Herbal Hotspot

28 October, 2013

Plans in the pipeline include an Averna cocktail competition in the UK and the overall strategy is to concentrate on developing “goodwill for the brand” and a growing interest for all things amaro. 

Cult success

The bartending community is vital for the ongoing success of the number one Italian bitters brand, Fernet Branca, which in the US has become something of a cult. 

The brand is also hugely popular in South America, most notably Argentina. All of which adds up to healthy sales development. Since 2009 the brand has been on the up – then its annual case tally was 3.3 million and it ended last year on 5.4 million, which was a significant 17% increase on 2011 (The Millionaires Club). 

This makes it the world’s number two herbal bitter liqueur – and very much the brand with the momentum. 

Of course the cocktail has been a lifeline for many drinks categories and it’s easy to understand why – by mixing a spirit it becomes more drinkable. 

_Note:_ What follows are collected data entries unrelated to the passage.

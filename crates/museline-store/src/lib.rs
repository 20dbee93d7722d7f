//! Museline Store - SQLite persistence for museum records
//!
//! One database file holds everything: artworks, category counts,
//! departments, and the per-source resume cursors. Inserts are
//! keyed on the upstream record ID, so re-ingesting an overlapping
//! window is a no-op for rows already present.

pub mod aggregate;
pub mod schema;
pub mod store;

pub use aggregate::{CategoryCount, DepartmentCount};
pub use store::{CursorEntry, Store};
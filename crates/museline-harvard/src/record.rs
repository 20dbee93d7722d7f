//! Record type for Harvard category collections

/// One category row (a period or a classification), keyed by the API's
/// integer ID for that resource.
#[derive(Debug, Clone, PartialEq, Eq)]
pub struct CategoryRecord {
    pub id: u64,
    /// How many objects the museum files under this category
    pub object_count: i64,
    pub name: String,
    /// 1-based API page the record arrived on
    pub source_page: u64,
}
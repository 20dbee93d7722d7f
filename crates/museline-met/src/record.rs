//! Record types for the Met collection

/// One artwork, keyed by the collection's object ID.
///
/// The field set is fixed here rather than inferred from whatever the
/// detail response happens to contain; absent fields come through empty.
#[derive(Debug, Clone, PartialEq, Eq)]
pub struct Artwork {
    pub id: u64,
    pub title: String,
    pub artist: String,
    pub medium: String,
    pub department: String,
    /// 1-based batch the record arrived on.
    pub source_page: u64,
}

/// A curatorial department, refreshed wholesale (not paginated).
#[derive(Debug, Clone, PartialEq, Eq)]
pub struct Department {
    pub id: u64,
    pub display_name: String,
}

Drinkability is something that Herbal Nor, the Norwegian producer of Herbal Harmony, has taken into consideration – this is a herbal brew but without the bitter elements.

“We wanted to create something new into the market, a drink that was made of herbs but one that should be consumed as a good Cognac,” says Herbal Nor CEO Ståle Johnsen. “It’s also perfect for creating new drinks and cocktails.”

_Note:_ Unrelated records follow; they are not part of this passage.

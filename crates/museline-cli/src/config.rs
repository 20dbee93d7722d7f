//! Configuration loading from TOML files

use std::path::PathBuf;

use anyhow::{Context, Result};
use serde::Deserialize;

/// Global configuration for museline
#[derive(Debug, Clone, Deserialize, Default)]
#[serde(default)]
pub struct Config {
    pub store: StoreConfig,
    pub met: MetConfig,
    pub harvard: HarvardConfig,
    pub ingest: IngestConfig,
    pub report: ReportConfig,
}

#[derive(Debug, Clone, Deserialize)]
#[serde(default)]
pub struct StoreConfig {
    pub db_path: PathBuf,
}

impl Default for StoreConfig {
    fn default() -> Self {
        Self {
            db_path: PathBuf::from("./museline.db"),
        }
    }
}

#[derive(Debug, Clone, Deserialize)]
#[serde(default)]
pub struct MetConfig {
    pub base_url: String,
    /// `metadataDate` sent with the object listing; pins the listing to
    /// a stable snapshot so offsets stay meaningful across runs.
    pub metadata_date: String,
    /// Restrict ingestion to a single department ID.
    pub department: Option<u32>,
}

impl Default for MetConfig {
    fn default() -> Self {
        let defaults = museline_met::Config::default();
        Self {
            base_url: defaults.base_url,
            metadata_date: defaults.metadata_date,
            department: None,
        }
    }
}

#[derive(Debug, Clone, Deserialize)]
#[serde(default)]
pub struct HarvardConfig {
    pub base_url: String,
    #[serde(deserialize_with = "deserialize_env_var")]
    pub api_key: Option<String>,
}

impl Default for HarvardConfig {
    fn default() -> Self {
        Self {
            base_url: "https://api.harvardartmuseums.org".to_string(),
            api_key: std::env::var("HARVARD_API_KEY").ok(),
        }
    }
}

#[derive(Debug, Clone, Copy, Deserialize)]
#[serde(default)]
pub struct IngestConfig {
    pub batch_size: u64,
    pub max_batches: u64,
}

impl Default for IngestConfig {
    fn default() -> Self {
        let defaults = museline_core::IngestOptions::default();
        Self {
            batch_size: defaults.batch_size,
            max_batches: defaults.max_batches,
        }
    }
}

#[derive(Debug, Clone, Copy, Deserialize)]
#[serde(default)]
pub struct ReportConfig {
    /// Counts below this fold into the "Other" bucket.
    pub other_threshold: i64,
    /// Row limit for ranked reports.
    pub top_n: u32,
}

impl Default for ReportConfig {
    fn default() -> Self {
        Self {
            other_threshold: 3,
            top_n: 10,
        }
    }
}

/// Deserialize a string that may contain environment variable reference like ${VAR}
fn deserialize_env_var<'de, D>(deserializer: D) -> Result<Option<String>, D::Error>
where
    D: serde::Deserializer<'de>,
{
    let opt: Option<String> = Option::deserialize(deserializer)?;
    Ok(opt.and_then(|s| expand_env_var(&s)))
}

/// Expand ${VAR} to environment variable value
fn expand_env_var(s: &str) -> Option<String> {
    if let Some(var_name) = s.strip_prefix("${").and_then(|s| s.strip_suffix('}')) {
        std::env::var(var_name).ok()
    } else {
        Some(s.to_string())
    }
}

impl Config {
    /// Load configuration from default locations
    ///
    /// Search order:
    /// 1. ./museline.toml (current directory)
    /// 2. ~/.config/museline/config.toml
    ///
    /// If no config file found, returns default config.
    pub fn load() -> Result<Self> {
        let local_config = PathBuf::from("museline.toml");
        if local_config.exists() {
            return Self::from_file(&local_config);
        }

        if let Some(config_dir) = directories::ProjectDirs::from("", "", "museline") {
            let user_config = config_dir.config_dir().join("config.toml");
            if user_config.exists() {
                return Self::from_file(&user_config);
            }
        }

        log::debug!("No config file found, using defaults");
        Ok(Self::default())
    }

    /// Load configuration from a specific file
    pub fn from_file(path: &PathBuf) -> Result<Self> {
        let content = std::fs::read_to_string(path)
            .with_context(|| format!("Failed to read config file: {}", path.display()))?;

        let config: Config = toml::from_str(&content)
            .with_context(|| format!("Failed to parse config file: {}", path.display()))?;

        log::info!("Loaded config from {}", path.display());
        Ok(config)
    }
}

#[cfg(test)]
mod tests {
    use super::*;

    #[test]
    fn default_config() {
        let config = Config::default();
        assert_eq!(config.store.db_path, PathBuf::from("./museline.db"));
        assert_eq!(config.report.other_threshold, 3);
        assert!(config.ingest.batch_size > 0);
    }

    #[test]
    fn expand_env_var_simple() {
        std::env::set_var("MUSELINE_TEST_VAR", "test_value");
        assert_eq!(
            expand_env_var("${MUSELINE_TEST_VAR}"),
            Some("test_value".to_string())
        );
        std::env::remove_var("MUSELINE_TEST_VAR");
    }

    #[test]
    fn expand_env_var_literal() {
        assert_eq!(expand_env_var("literal"), Some("literal".to_string()));
    }

    #[test]
    fn expand_env_var_missing() {
        assert_eq!(expand_env_var("${NONEXISTENT_VAR_12345}"), None);
    }

    #[test]
    fn parse_config_toml() {
        let toml = r#"
[store]
db_path = "/tmp/museums.db"

[met]
department = 6

[ingest]
batch_size = 50
max_batches = 20

[report]
other_threshold = 5
"#;
        let config: Config = toml::from_str(toml).unwrap();
        assert_eq!(config.store.db_path, PathBuf::from("/tmp/museums.db"));
        assert_eq!(config.met.department, Some(6));
        assert_eq!(config.ingest.batch_size, 50);
        assert_eq!(config.ingest.max_batches, 20);
        assert_eq!(config.report.other_threshold, 5);
        // Untouched sections keep their defaults.
        assert_eq!(config.report.top_n, 10);
    }
}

Herbal Harmony was 10 years in the making and was eventually launched in 2011 in its home market, Norway. It has since made its debut in Denmark, Germany, Belgium and China. The US beckons but Herbal Nor wants to find ‘the right importer’. 

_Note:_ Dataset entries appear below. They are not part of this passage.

//! museline - Museum collection ETL
//!
//! Ingests artworks and category counts from the Met and Harvard Art
//! Museums APIs into a local SQLite database, resumably, and renders
//! charts over what has landed.

use std::sync::Arc;

use anyhow::Result;
use clap::{Parser, Subcommand};

mod cmd;
mod config;

use config::Config;

#[derive(Parser)]
#[command(name = "museline")]
#[command(about = "Museum collection ETL: resumable ingestion and reports")]
#[command(version)]
struct Cli {
    #[command(subcommand)]
    command: Command,

    /// Enable debug logging
    #[arg(long, global = true)]
    debug: bool,

    /// Config file path (default: ./museline.toml or ~/.config/museline/config.toml)
    #[arg(short, long, global = true)]
    config: Option<std::path::PathBuf>,

    /// Database path (overrides config)
    #[arg(long, global = true)]
    db: Option<std::path::PathBuf>,
}

#[derive(Subcommand)]
enum Command {
    /// Ingest records from museum APIs
    Ingest(cmd::ingest::IngestArgs),
    /// Render charts over ingested records
    Report(cmd::report::ReportArgs),
    /// Show resume cursors and row counts
    Status(cmd::status::StatusArgs),
    /// Show current configuration
    Config,
}

fn main() -> Result<()> {
    let cli = Cli::parse();

    // Progress context (TTY auto-detect)
    let progress = Arc::new(museline_core::ProgressContext::new());

    // Logging:
    //   TTY:     quiet (warn) unless --debug  — progress bars show activity
    //   non-TTY: info unless --debug          — logs are the only progress indicator
    let is_tty = progress.is_tty();
    let multi = if is_tty { Some(progress.multi()) } else { None };
    let quiet = if is_tty { !cli.debug } else { false };
    museline_core::init_logging(quiet, cli.debug, multi);

    // Load configuration
    let mut config = if let Some(path) = cli.config {
        Config::from_file(&path)?
    } else {
        Config::load()?
    };
    if let Some(db) = cli.db {
        config.store.db_path = db;
    }

    match cli.command {
        Command::Ingest(args) => cmd::ingest::run(args, &config, &progress),
        Command::Report(args) => cmd::report::run(args, &config),
        Command::Status(args) => cmd::status::run(args, &config),
        Command::Config => {
            use comfy_table::{
                Cell, Color, Table, modifiers::UTF8_ROUND_CORNERS, presets::UTF8_FULL,
            };

            let mut table = Table::new();
            table
                .load_preset(UTF8_FULL)
                .apply_modifier(UTF8_ROUND_CORNERS)
                .set_header(vec![
                    Cell::new("Setting").fg(Color::Cyan),
                    Cell::new("Value").fg(Color::Cyan),
                ]);

            table.add_row(vec![
                "Database",
                &config.store.db_path.display().to_string(),
            ]);
            table.add_row(vec!["Met base URL", &config.met.base_url]);
            table.add_row(vec!["Met metadata date", &config.met.metadata_date]);
            table.add_row(vec![
                "Met department",
                &config
                    .met
                    .department
                    .map(|d| d.to_string())
                    .unwrap_or_else(|| "all".to_string()),
            ]);
            table.add_row(vec!["Harvard base URL", &config.harvard.base_url]);
            table.add_row(vec![
                "Harvard API key",
                if config.harvard.api_key.is_some() {
                    "configured"
                } else {
                    "not set"
                },
            ]);
            table.add_row(vec!["Batch size", &config.ingest.batch_size.to_string()]);
            table.add_row(vec!["Max batches", &config.ingest.max_batches.to_string()]);
            table.add_row(vec![
                "Other threshold",
                &config.report.other_threshold.to_string(),
            ]);
            table.add_row(vec!["Top N", &config.report.top_n.to_string()]);

            eprintln!("\n{table}");
            Ok(())
        }
    }
}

“It’s very much a step-by-step approach to becoming an international brand,” says Johnsen. “Duty free is also interesting in terms of potential.”

It does seem likely that, in the future, more product development with herbs will be on the cards as the global demand for all natural products continues to grow. Also, there’s the belief that herbs ‘are good for you’ and arguably it’s this fact which has sustained the category over the years and certainly before the cocktail era. 

The going is far from easy and the traditional hubs for herbal bitter liqueurs – primarily Germany and elsewhere in Europe – have been contracting. But there is life in the likes of Russia and the old USSR countries and, combined with the potential the cocktail arena offers, producers can afford to be modestly optimistic.